▶ **WHAT THE EXERCISE ASKS**
Your output should contain every record, unchanged.

▶ **INPUT FOR THIS TASK**

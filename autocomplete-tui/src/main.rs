mod app;
mod buffer;
mod error;
mod filter;
mod paint;
mod paths;
mod settings;
mod terminal;

use std::fs::{self, File};
use std::process::ExitCode;

use log::{LevelFilter, info};
use simplelog::{Config, WriteLogger};

use app::App;
use error::AppError;
use settings::Settings;

#[tokio::main]
async fn main() -> ExitCode {
    match run().await {
        Ok(()) => ExitCode::SUCCESS,
        Err(e) => {
            eprintln!("Error: {e}");
            ExitCode::FAILURE
        }
    }
}

async fn run() -> Result<(), AppError> {
    let config = settings::config_arg(std::env::args().skip(1))?;
    let settings = Settings::load(config.as_deref())?;
    init_logging(settings.log_level);

    info!(
        "Starting with {:?} styles, {} words, page size {}",
        settings.platform(),
        settings.words.len(),
        settings.page_size
    );
    App::new(settings).run().await
}

/// Log to `latest.log` in the cache directory, archiving the previous one.
fn init_logging(level: LevelFilter) {
    paths::rotate_logs();
    let Some(path) = paths::log_file() else {
        return;
    };
    if let Some(dir) = path.parent() {
        let _ = fs::create_dir_all(dir);
    }

    match File::create(&path) {
        Ok(file) => {
            let _ = WriteLogger::init(level, Config::default(), file);
        }
        Err(e) => eprintln!("Could not create log file {}: {e}", path.display()),
    }
}
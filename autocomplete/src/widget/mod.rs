//! Autocomplete widget - a text input paired with a suggestion list.
//!
//! The widget does no filtering of its own. Callers pass already-filtered
//! candidates as `data`; the widget mirrors them, shows the list while there
//! is something to show, and proxies focus control to its text input.
//!
//! # Example
//!
//! ```ignore
//! let mut widget = Autocomplete::new();
//! let props = AutocompleteProps::default()
//!     .data(vec!["apple".to_string(), "apricot".to_string()])
//!     .placeholder("Search fruit...")
//!     .on_show_results(|visible| log::debug!("results visible: {visible}"));
//!
//! let root = widget.render(&props);
//! widget.focus();
//! ```

mod candidates;
mod props;
mod proxy;
mod render;
mod visibility;

pub use candidates::Candidates;
pub use props::{AutocompleteProps, RenderTextInputFn, ShowResultsFn, text_input_renderer};
pub use proxy::{InputBinding, InputProxy, TextInputRenderProps, default_text_input};
pub use render::{input_container_id, list_id, results_id};
pub use visibility::{
    DataMirror, VisibilityController, compute_visibility, notify_visibility_observer,
};

use log::debug;

use crate::event::{Event, Key, Modifiers};
use crate::list::VirtualList;
use crate::platform::{Platform, StyleSheet};
use crate::text_input::TextEditResult;
use crate::element::Element;

/// What a routed input event did.
#[derive(Debug, Clone, PartialEq, Eq)]
pub enum InputEvent {
    /// The text changed; carries the new text.
    Changed(String),
    /// Enter was pressed; carries the current text.
    Submitted(String),
    /// Handled without a semantic change (cursor moved, list scrolled).
    Handled,
    /// Not handled, or nothing is mounted to handle it.
    Ignored,
}

/// A mounted autocomplete widget.
///
/// Holds the data mirror, the text input handle and the list handle between
/// renders. Everything else comes from the props passed to [`render`].
///
/// [`render`]: Autocomplete::render
#[derive(Debug)]
pub struct Autocomplete<T> {
    visibility: VisibilityController<T>,
    proxy: InputProxy<T>,
    list: Option<VirtualList>,
    styles: StyleSheet,
}

impl<T> Default for Autocomplete<T> {
    fn default() -> Self {
        Self::with_styles(StyleSheet::default())
    }
}

impl<T> Autocomplete<T> {
    pub fn new() -> Self {
        Self::default()
    }

    /// Use the default styles of a specific platform.
    pub fn with_platform(platform: Platform) -> Self {
        Self::with_styles(StyleSheet::for_platform(platform))
    }

    pub fn with_styles(styles: StyleSheet) -> Self {
        Self {
            visibility: VisibilityController::new(),
            proxy: InputProxy::new(),
            list: None,
            styles,
        }
    }

    pub fn styles(&self) -> &StyleSheet {
        &self.styles
    }

    /// The candidates currently mirrored from props.
    pub fn data(&self) -> &DataMirror<T> {
        self.visibility.mirror()
    }

    // -------------------------------------------------------------------------
    // Control surface
    // -------------------------------------------------------------------------

    /// Focus the text input. Does nothing before the input is mounted.
    pub fn focus(&mut self) {
        self.proxy.focus();
    }

    /// Blur the text input. Does nothing before the input is mounted.
    pub fn blur(&mut self) {
        self.proxy.blur();
    }

    /// Whether the text input has focus. False when nothing is mounted.
    pub fn is_focused(&self) -> bool {
        self.proxy.is_focused()
    }

    // -------------------------------------------------------------------------
    // Rendering
    // -------------------------------------------------------------------------

    /// Build the element tree for `props`.
    ///
    /// Syncs the data mirror, recomputes visibility and notifies the
    /// `on_show_results` listener on every call.
    pub fn render(&mut self, props: &AutocompleteProps<T>) -> Element {
        let visible = self.visibility.update(
            &props.data,
            props.hide_results,
            props.on_show_results.as_ref(),
            props.show_results_edge_triggered,
        );

        let input = self.proxy.resolve_input_renderer(props, &self.styles);

        let list = if visible {
            let list = self.list.get_or_insert_with(|| {
                debug!("Suggestion list mounted");
                VirtualList::new()
            });
            let list_props = render::list_props(props, &self.styles);
            Some(list.render(
                &list_id(&props.id),
                self.visibility.mirror().items(),
                &list_props,
            ))
        } else {
            if self.list.take().is_some() {
                debug!("Suggestion list unmounted");
            }
            None
        };

        render::compose(props, &self.styles, input, list)
    }

    /// Feed back the list's viewport height as laid out by the host.
    ///
    /// Returns whether the viewport changed, in which case the host should
    /// render again. Does nothing while the list is not mounted.
    pub fn set_list_viewport(&mut self, rows: u16) -> bool {
        let Some(list) = self.list.as_mut() else {
            return false;
        };
        if list.viewport() == Some(rows) {
            return false;
        }
        debug!("Suggestion list viewport measured at {rows} rows");
        list.set_viewport_height(rows);
        true
    }

    /// Drop the mounted input and list.
    ///
    /// The control surface keeps working afterwards as a no-op.
    pub fn unmount(&mut self) {
        self.proxy.unmount();
        if self.list.take().is_some() {
            debug!("Suggestion list unmounted");
        }
    }

    // -------------------------------------------------------------------------
    // Input routing
    // -------------------------------------------------------------------------

    /// Route a key press to the mounted text input.
    pub fn handle_key(&mut self, key: Key, modifiers: Modifiers) -> InputEvent {
        match self.proxy.handle_key(key, modifiers) {
            Some(TextEditResult::Changed) => {
                InputEvent::Changed(self.proxy.value().unwrap_or_default().to_string())
            }
            Some(TextEditResult::Submitted) => {
                InputEvent::Submitted(self.proxy.value().unwrap_or_default().to_string())
            }
            Some(TextEditResult::Handled) => InputEvent::Handled,
            Some(TextEditResult::Ignored) | None => InputEvent::Ignored,
        }
    }

    /// Route an event: keys go to the input, wheel scrolls go to the list.
    pub fn handle_event(&mut self, event: &Event) -> InputEvent {
        match event {
            Event::Key { key, modifiers } => self.handle_key(*key, *modifiers),
            Event::Scroll { delta_y, .. } => match self.list.as_mut() {
                Some(list) => {
                    list.scroll_by(*delta_y);
                    InputEvent::Handled
                }
                None => InputEvent::Ignored,
            },
            Event::Press { .. } | Event::Resize { .. } => InputEvent::Ignored,
        }
    }
}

▶ **RESULT**
filename autocomplete-tui/src/main.rs
mod app;
mod buffer;
mod error;
mod filter;
mod paint;
mod paths;
mod settings;
mod terminal;

use std::fs::{self, File};
use std::process::ExitCode;

use log::{LevelFilter, info};
use simplelog::{Config, WriteLogger};

use app::App;
use error::AppError;
use settings::Settings;

#[tokio::main]
async fn main() -> ExitCode {
    match run().await {
        Ok(()) => ExitCode::SUCCESS,
        Err(e) => {
            eprintln!("Error: {e}");
            ExitCode::FAILURE
        }
    }
}

async fn run() -> Result<(), AppError> {
    let config = settings::config_arg(std::env::args().skip(1))?;
    let settings = Settings::load(config.as_deref())?;
    init_logging(settings.log_level);

    info!(
        "Starting with {:?} styles, {} words, page size {}",
        settings.platform(),
        settings.words.len(),
        settings.page_size
    );
    App::new(settings).run().await
}

/// Log to `latest.log` in the cache directory, archiving the previous one.
fn init_logging(level: LevelFilter) {
    paths::rotate_logs();
    let Some(path) = paths::log_file() else {
        return;
    };
    if let Some(dir) = path.parent() {
        let _ = fs::create_dir_all(dir);
    }

    match File::create(&path) {
        Ok(file) => {
            let _ = WriteLogger::init(level, Config::default(), file);
        }
        Err(e) => eprintln!("Could not create log file {}: {e}", path.display()),
    }
}
filename autocomplete/src/widget/mod.rs
//! Autocomplete widget - a text input paired with a suggestion list.
//!
//! The widget does no filtering of its own. Callers pass already-filtered
//! candidates as `data`; the widget mirrors them, shows the list while there
//! is something to show, and proxies focus control to its text input.
//!
//! # Example
//!
//! ```ignore
//! let mut widget = Autocomplete::new();
//! let props = AutocompleteProps::default()
//!     .data(vec!["apple".to_string(), "apricot".to_string()])
//!     .placeholder("Search fruit...")
//!     .on_show_results(|visible| log::debug!("results visible: {visible}"));
//!
//! let root = widget.render(&props);
//! widget.focus();
//! ```

mod candidates;
mod props;
mod proxy;
mod render;
mod visibility;

pub use candidates::Candidates;
pub use props::{AutocompleteProps, RenderTextInputFn, ShowResultsFn, text_input_renderer};
pub use proxy::{InputBinding, InputProxy, TextInputRenderProps, default_text_input};
pub use render::{input_container_id, list_id, results_id};
pub use visibility::{
    DataMirror, VisibilityController, compute_visibility, notify_visibility_observer,
};

use log::debug;

use crate::event::{Event, Key, Modifiers};
use crate::list::VirtualList;
use crate::platform::{Platform, StyleSheet};
use crate::text_input::TextEditResult;
use crate::element::Element;

/// What a routed input event did.
#[derive(Debug, Clone, PartialEq, Eq)]
pub enum InputEvent {
    /// The text changed; carries the new text.
    Changed(String),
    /// Enter was pressed; carries the current text.
    Submitted(String),
    /// Handled without a semantic change (cursor moved, list scrolled).
    Handled,
    /// Not handled, or nothing is mounted to handle it.
    Ignored,
}

/// A mounted autocomplete widget.
///
/// Holds the data mirror, the text input handle and the list handle between
/// renders. Everything else comes from the props passed to [`render`].
///
/// [`render`]: Autocomplete::render
#[derive(Debug)]
pub struct Autocomplete<T> {
    visibility: VisibilityController<T>,
    proxy: InputProxy<T>,
    list: Option<VirtualList>,
    styles: StyleSheet,
}

impl<T> Default for Autocomplete<T> {
    fn default() -> Self {
        Self::with_styles(StyleSheet::default())
    }
}

impl<T> Autocomplete<T> {
    pub fn new() -> Self {
        Self::default()
    }

    /// Use the default styles of a specific platform.
    pub fn with_platform(platform: Platform) -> Self {
        Self::with_styles(StyleSheet::for_platform(platform))
    }

    pub fn with_styles(styles: StyleSheet) -> Self {
        Self {
            visibility: VisibilityController::new(),
            proxy: InputProxy::new(),
            list: None,
            styles,
        }
    }

    pub fn styles(&self) -> &StyleSheet {
        &self.styles
    }

    /// The candidates currently mirrored from props.
    pub fn data(&self) -> &DataMirror<T> {
        self.visibility.mirror()
    }

    // -------------------------------------------------------------------------
    // Control surface
    // -------------------------------------------------------------------------

    /// Focus the text input. Does nothing before the input is mounted.
    pub fn focus(&mut self) {
        self.proxy.focus();
    }

    /// Blur the text input. Does nothing before the input is mounted.
    pub fn blur(&mut self) {
        self.proxy.blur();
    }

    /// Whether the text input has focus. False when nothing is mounted.
    pub fn is_focused(&self) -> bool {
        self.proxy.is_focused()
    }

    // -------------------------------------------------------------------------
    // Rendering
    // -------------------------------------------------------------------------

    /// Build the element tree for `props`.
    ///
    /// Syncs the data mirror, recomputes visibility and notifies the
    /// `on_show_results` listener on every call.
    pub fn render(&mut self, props: &AutocompleteProps<T>) -> Element {
        let visible = self.visibility.update(
            &props.data,
            props.hide_results,
            props.on_show_results.as_ref(),
            props.show_results_edge_triggered,
        );

        let input = self.proxy.resolve_input_renderer(props, &self.styles);

        let list = if visible {
            let list = self.list.get_or_insert_with(|| {
                debug!("Suggestion list mounted");
                VirtualList::new()
            });
            let list_props = render::list_props(props, &self.styles);
            Some(list.render(
                &list_id(&props.id),
                self.visibility.mirror().items(),
                &list_props,
            ))
        } else {
            if self.list.take().is_some() {
                debug!("Suggestion list unmounted");
            }
            None
        };

        render::compose(props, &self.styles, input, list)
    }

    /// Feed back the list's viewport height as laid out by the host.
    ///
    /// Returns whether the viewport changed, in which case the host should
    /// render again. Does nothing while the list is not mounted.
    pub fn set_list_viewport(&mut self, rows: u16) -> bool {
        let Some(list) = self.list.as_mut() else {
            return false;
        };
        if list.viewport() == Some(rows) {
            return false;
        }
        debug!("Suggestion list viewport measured at {rows} rows");
        list.set_viewport_height(rows);
        true
    }

    /// Drop the mounted input and list.
    ///
    /// The control surface keeps working afterwards as a no-op.
    pub fn unmount(&mut self) {
        self.proxy.unmount();
        if self.list.take().is_some() {
            debug!("Suggestion list unmounted");
        }
    }

    // -------------------------------------------------------------------------
    // Input routing
    // -------------------------------------------------------------------------

    /// Route a key press to the mounted text input.
    pub fn handle_key(&mut self, key: Key, modifiers: Modifiers) -> InputEvent {
        match self.proxy.handle_key(key, modifiers) {
            Some(TextEditResult::Changed) => {
                InputEvent::Changed(self.proxy.value().unwrap_or_default().to_string())
            }
            Some(TextEditResult::Submitted) => {
                InputEvent::Submitted(self.proxy.value().unwrap_or_default().to_string())
            }
            Some(TextEditResult::Handled) => InputEvent::Handled,
            Some(TextEditResult::Ignored) | None => InputEvent::Ignored,
        }
    }

    /// Route an event: keys go to the input, wheel scrolls go to the list.
    pub fn handle_event(&mut self, event: &Event) -> InputEvent {
        match event {
            Event::Key { key, modifiers } => self.handle_key(*key, *modifiers),
            Event::Scroll { delta_y, .. } => match self.list.as_mut() {
                Some(list) => {
                    list.scroll_by(*delta_y);
                    InputEvent::Handled
                }
                None => InputEvent::Ignored,
            },
            Event::Press { .. } | Event::Resize { .. } => InputEvent::Ignored,
        }
    }
}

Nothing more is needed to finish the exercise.